Grimminger joined the Nazi Party (NSDAP) in 1922 and became a member of the Sturmabteilung (SA). He took part in street-fighting in Coburg in 1922 and in the Munich Beer Hall Putsch of 8 November 1923. After serving in the Brown House, the general headquarters of the NSDAP, he was selected in 1926 to become a member of the Schutzstaffel (SS). Grimminger was promoted during his service in the SA and the SS, finally reaching the rank of SS-Standartenführer (equivalent to colonel). As a member of the SS, he was appointed to carry the bloodstained Blutfahne from the Beer Hall Putsch. He was decorated with the Golden Party Badge, the Blood Order (no. 714), and the Coburg Badge, three of the most prized decorations of the NSDAP. After the fall of the Nazi Germany in mid-1945, the fate of the "Blutfahne", of which Grimminger was the guardian, is unknown.

==Post World War II==

Grimminger survived World War II, and was put on trial by the Allies in 1946 for being a member of the SS and ceremonially carrying the Blutfahne for nineteen years as a part of the propaganda of the Nazi Party.
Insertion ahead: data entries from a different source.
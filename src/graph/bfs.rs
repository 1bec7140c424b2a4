//! Breadth-first search over an [`AdjacencyGraph`].
//!
//! The [`Bfs`] state owns every scratch structure the traversal needs
//! (discovered/processed bit sets, the parent tree, the frontier queue), all
//! sized once from the graph's vertex capacity. Hooks on a [`BfsVisitor`] fire
//! as vertices are first dequeued, as edges are examined, and as vertices
//! finish; each hook receives the state so parents and flags are readable
//! mid-traversal.

use crate::alloc::pool::NIL;
use crate::collections::{FixedBitSet, FixedQueue};
use crate::error::{Error, Result};
use crate::graph::adjacency::{AdjacencyGraph, EdgeMode, VertexId};
use crate::value::Value;

/// Hooks invoked by [`Bfs::run`]. All three default to no-ops; implementors
/// carry whatever per-hook state they need.
///
/// Hooks must not mutate the graph or re-enter the running traversal (the
/// borrow checker enforces both).
pub trait BfsVisitor {
    /// Called once per vertex, when it is dequeued for processing.
    fn vertex_early(&mut self, _v: VertexId, _bfs: &Bfs) {}
    /// Called per examined edge: once per directed edge, and for undirected
    /// graphs never a second time through an already-processed neighbor.
    fn edge(&mut self, _v0: VertexId, _v1: VertexId, _bfs: &Bfs) {}
    /// Called once per vertex, after its adjacency list has been examined.
    fn vertex_late(&mut self, _v: VertexId, _bfs: &Bfs) {}
}

/// Callback-free traversal.
impl BfsVisitor for () {}

/// Reusable breadth-first-search state for one graph's dimensions.
pub struct Bfs {
    discovered: FixedBitSet,
    processed: FixedBitSet,
    parent: Box<[u32]>,
    queue: FixedQueue,
}

impl Bfs {
    /// Exact number of backing bytes [`Bfs::new`] will allocate for a graph of
    /// `graph`'s vertex capacity.
    pub fn footprint(graph: &AdjacencyGraph) -> Result<usize> {
        let v = graph.vertex_capacity();
        Ok(2 * FixedBitSet::footprint(v)?
            + v as usize * core::mem::size_of::<u32>()
            + FixedQueue::footprint(v)?)
    }

    /// Creates a cleared state sized for `graph`.
    pub fn new(graph: &AdjacencyGraph) -> Result<Self> {
        let v = graph.vertex_capacity();
        Ok(Self {
            discovered: FixedBitSet::new(v)?,
            processed: FixedBitSet::new(v)?,
            parent: vec![NIL; v as usize].into_boxed_slice(),
            queue: FixedQueue::new(v)?,
        })
    }

    /// Clears the state so one allocation serves repeated traversals.
    pub fn reset(&mut self) {
        self.discovered.clear();
        self.processed.clear();
        self.parent.fill(NIL);
        self.queue.clear();
    }

    /// Runs a breadth-first search from `root`, invoking `visitor`'s hooks.
    ///
    /// The state is cleared first, so afterwards it describes exactly this
    /// traversal: the parent links form the shortest-path tree from `root`.
    /// A dead `root` or a state sized for a different graph is
    /// [`Error::InvalidArgument`].
    pub fn run<V: BfsVisitor>(
        &mut self,
        graph: &AdjacencyGraph,
        root: VertexId,
        visitor: &mut V,
    ) -> Result<()> {
        if !graph.is_vertex_valid(root)
            || self.discovered.capacity() != graph.vertex_capacity()
        {
            return Err(Error::InvalidArgument);
        }
        #[cfg(feature = "tracing")]
        tracing::trace!(root = root.index(), "bfs");
        self.reset();

        let directed = graph.mode() == EdgeMode::Directed;
        self.queue.insert(Value::from(root))?;
        self.discovered.insert(root.raw());

        while let Ok(front) = self.queue.remove() {
            let v0 = front.as_bits();
            visitor.vertex_early(VertexId::new(v0), self);
            // Mark before the edge scan so undirected edges are not reported
            // a second time from an already-seen neighbor.
            self.processed.insert(v0);
            for v1 in graph.neighbors(VertexId::new(v0))? {
                let v1r = v1.raw();
                if !self.processed.contains(v1r) || directed {
                    visitor.edge(VertexId::new(v0), v1, self);
                }
                if !self.discovered.contains(v1r) {
                    self.discovered.insert(v1r);
                    self.queue.insert(Value::from(v1))?;
                    self.parent[v1.index()] = v0;
                }
            }
            visitor.vertex_late(VertexId::new(v0), self);
        }
        Ok(())
    }

    /// The predecessor that first discovered `v`, or `None` for roots and
    /// undiscovered vertices.
    #[inline]
    pub fn parent(&self, v: VertexId) -> Option<VertexId> {
        match self.parent.get(v.index()) {
            Some(&p) if p != NIL => Some(VertexId::new(p)),
            _ => None,
        }
    }

    /// Returns `true` if `v` has been enqueued at least once.
    #[inline]
    pub fn discovered(&self, v: VertexId) -> bool {
        v.index() < self.discovered.capacity() as usize && self.discovered.contains(v.raw())
    }

    /// Returns `true` if `v`'s adjacency list has been fully examined.
    #[inline]
    pub fn processed(&self, v: VertexId) -> bool {
        v.index() < self.processed.capacity() as usize && self.processed.contains(v.raw())
    }
}
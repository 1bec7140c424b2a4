//! Bounded containers with exact, queryable footprints.

pub mod bit_set;
pub mod heap;
pub mod queue;
pub mod stack;

pub use bit_set::FixedBitSet;
pub use heap::FixedHeap;
pub use queue::FixedQueue;
pub use stack::FixedStack;
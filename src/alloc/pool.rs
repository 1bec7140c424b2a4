//! `FixedPool` — a fixed-capacity slot allocator with an intrusive free list.
//!
//! Provides O(1) allocation and deallocation of homogeneous slots from storage
//! sized once at construction. Useful for linked data structures (adjacency
//! lists, free-form node graphs) where nodes come and go individually but share
//! one backing store.
//!
//! Allocations hand out `u32` slot indices rather than pointers, so a pool (and
//! anything holding its indices) can be moved wholesale without fixups.
//!
//! # Performance
//! - `alloc`: O(1) (pop free-list head)
//! - `free`: O(1) (push free-list head; freed slots are reused LIFO)
//! - `get`/`get_mut`: O(1)

use crate::error::{Error, Result};

/// Sentinel index terminating intrusive free lists.
pub(crate) const NIL: u32 = u32::MAX;

/// A slot in the pool: either a live value or a link to the next free slot.
#[derive(Clone, Debug)]
enum Slot<T> {
    Occupied(T),
    Free(u32),
}

/// A fixed-capacity pool allocator.
///
/// Capacity is chosen at construction and never changes; `alloc` fails with
/// [`Error::OperationFailed`] once every slot is live.
#[derive(Clone, Debug)]
pub struct FixedPool<T> {
    slots: Box<[Slot<T>]>,
    free_head: u32,
    len: u32,
}

impl<T> FixedPool<T> {
    /// Exact number of backing bytes [`FixedPool::new`] will allocate for
    /// `capacity` slots. Deterministic; `capacity` of zero is
    /// [`Error::InvalidArgument`].
    pub fn footprint(capacity: u32) -> Result<usize> {
        if capacity == 0 {
            return Err(Error::InvalidArgument);
        }
        Ok(capacity as usize * core::mem::size_of::<Slot<T>>())
    }

    /// Creates a pool with every slot free, chained in index order so the
    /// first allocations come out as 0, 1, 2, ...
    pub fn new(capacity: u32) -> Result<Self> {
        Self::footprint(capacity)?;
        let slots = (0..capacity)
            .map(|i| {
                let next = if i + 1 < capacity { i + 1 } else { NIL };
                Slot::Free(next)
            })
            .collect::<Vec<_>>()
            .into_boxed_slice();
        Ok(Self {
            slots,
            free_head: 0,
            len: 0,
        })
    }

    /// Allocates a slot for `value`, returning its index.
    ///
    /// Fails with [`Error::OperationFailed`] when the pool is exhausted.
    #[inline]
    pub fn alloc(&mut self, value: T) -> Result<u32> {
        let index = self.free_head;
        if index == NIL {
            #[cfg(feature = "tracing")]
            tracing::trace!(capacity = self.capacity(), "pool exhausted");
            return Err(Error::OperationFailed);
        }
        match self.slots[index as usize] {
            Slot::Free(next) => self.free_head = next,
            Slot::Occupied(_) => debug_assert!(false, "free head pointed to occupied slot"),
        }
        self.slots[index as usize] = Slot::Occupied(value);
        self.len += 1;
        Ok(index)
    }

    /// Frees the slot at `index`, returning the value it held.
    ///
    /// The freed slot becomes the next one `alloc` hands out. Fails with
    /// [`Error::InvalidArgument`] if `index` is out of range or the slot is not
    /// live (double free).
    #[inline]
    pub fn free(&mut self, index: u32) -> Result<T> {
        let slot = self
            .slots
            .get_mut(index as usize)
            .ok_or(Error::InvalidArgument)?;
        if matches!(slot, Slot::Free(_)) {
            return Err(Error::InvalidArgument);
        }
        let old = core::mem::replace(slot, Slot::Free(self.free_head));
        self.free_head = index;
        self.len -= 1;
        match old {
            Slot::Occupied(value) => Ok(value),
            Slot::Free(_) => unreachable!(),
        }
    }

    /// Returns a shared reference to the value at `index`, or `None` if the
    /// slot is free or out of range.
    #[inline]
    pub fn get(&self, index: u32) -> Option<&T> {
        match self.slots.get(index as usize) {
            Some(Slot::Occupied(value)) => Some(value),
            _ => None,
        }
    }

    /// Returns a mutable reference to the value at `index`, or `None` if the
    /// slot is free or out of range.
    #[inline]
    pub fn get_mut(&mut self, index: u32) -> Option<&mut T> {
        match self.slots.get_mut(index as usize) {
            Some(Slot::Occupied(value)) => Some(value),
            _ => None,
        }
    }

    /// Total number of slots.
    #[inline]
    pub fn capacity(&self) -> u32 {
        self.slots.len() as u32
    }

    /// Number of live slots.
    #[inline]
    pub fn len(&self) -> u32 {
        self.len
    }

    /// Returns `true` if no slot is live.
    #[inline]
    pub fn is_empty(&self) -> bool {
        self.len == 0
    }

    /// Number of slots still available to `alloc`.
    #[inline]
    pub fn available(&self) -> u32 {
        self.capacity() - self.len
    }

    /// Size of one element's payload type in bytes.
    #[inline]
    pub fn element_size(&self) -> usize {
        core::mem::size_of::<T>()
    }

    /// Walks the free list, returning its length, or `None` if it is cyclic,
    /// escapes the pool, or passes through a live slot.
    pub(crate) fn free_list_len(&self) -> Option<u32> {
        let mut count = 0u32;
        let mut cursor = self.free_head;
        while cursor != NIL {
            if count > self.capacity() {
                return None; // cycle
            }
            match self.slots.get(cursor as usize) {
                Some(Slot::Free(next)) => cursor = *next,
                _ => return None,
            }
            count += 1;
        }
        Some(count)
    }
}

#[cfg(test)]
mod tests {
    use super::*;

    #[test]
    fn footprint_is_deterministic() {
        assert_eq!(
            FixedPool::<u64>::footprint(16).unwrap(),
            FixedPool::<u64>::footprint(16).unwrap()
        );
        assert_eq!(FixedPool::<u64>::footprint(0), Err(Error::InvalidArgument));
    }

    #[test]
    fn alloc_in_index_order_when_fresh() {
        let mut pool = FixedPool::new(3).unwrap();
        assert_eq!(pool.alloc('a').unwrap(), 0);
        assert_eq!(pool.alloc('b').unwrap(), 1);
        assert_eq!(pool.alloc('c').unwrap(), 2);
        assert_eq!(pool.alloc('d'), Err(Error::OperationFailed));
    }

    #[test]
    fn freed_slots_reused_lifo() {
        let mut pool = FixedPool::new(3).unwrap();
        let a = pool.alloc('a').unwrap();
        let b = pool.alloc('b').unwrap();
        let c = pool.alloc('c').unwrap();
        assert_eq!(pool.free(b).unwrap(), 'b');
        assert_eq!(pool.alloc('B').unwrap(), b);
        pool.free(c).unwrap();
        pool.free(a).unwrap();
        assert_eq!(pool.alloc('A').unwrap(), a);
        assert_eq!(pool.alloc('C').unwrap(), c);
    }

    #[test]
    fn double_free_detected() {
        let mut pool = FixedPool::new(2).unwrap();
        let a = pool.alloc(1).unwrap();
        pool.free(a).unwrap();
        assert_eq!(pool.free(a), Err(Error::InvalidArgument));
        assert_eq!(pool.free(99), Err(Error::InvalidArgument));
    }

    #[test]
    fn counters_track_liveness() {
        let mut pool = FixedPool::new(4).unwrap();
        assert!(pool.is_empty());
        assert_eq!(pool.available(), 4);
        let a = pool.alloc(()).unwrap();
        pool.alloc(()).unwrap();
        assert_eq!(pool.len(), 2);
        assert_eq!(pool.available(), 2);
        pool.free(a).unwrap();
        assert_eq!(pool.len(), 1);
        assert_eq!(pool.free_list_len(), Some(3));
    }

    #[test]
    fn get_distinguishes_live_and_free() {
        let mut pool = FixedPool::new(2).unwrap();
        let a = pool.alloc(10).unwrap();
        assert_eq!(pool.get(a), Some(&10));
        *pool.get_mut(a).unwrap() = 11;
        assert_eq!(pool.get(a), Some(&11));
        pool.free(a).unwrap();
        assert_eq!(pool.get(a), None);
        assert_eq!(pool.get(7), None);
    }
}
For this, he was not sent to prison, but all of his property was confiscated. He died in obscurity in Munich on 28 January 1969 at the age of 76. His body was buried in Munich's Waldfriedhof, but the grave was subsequently reclaimed, and his body was relocated to an unmarked grave in Herzebrock-Clarholz.

==Honours==
- Coburg Badge
- Golden Party Badge
- Honour Chevron for the Old Guard
- SS Honour Ring (Deathshead ring)
- Blood Order
- Iron Cross 2nd Class 1914,
- The Honour Cross of the World War 1914/1918

===Ottoman medals===
- Gallipoli Star

== Notes and references ==

- Notes

- References
- "Internet Movie Database entry on Jakob Grimminger"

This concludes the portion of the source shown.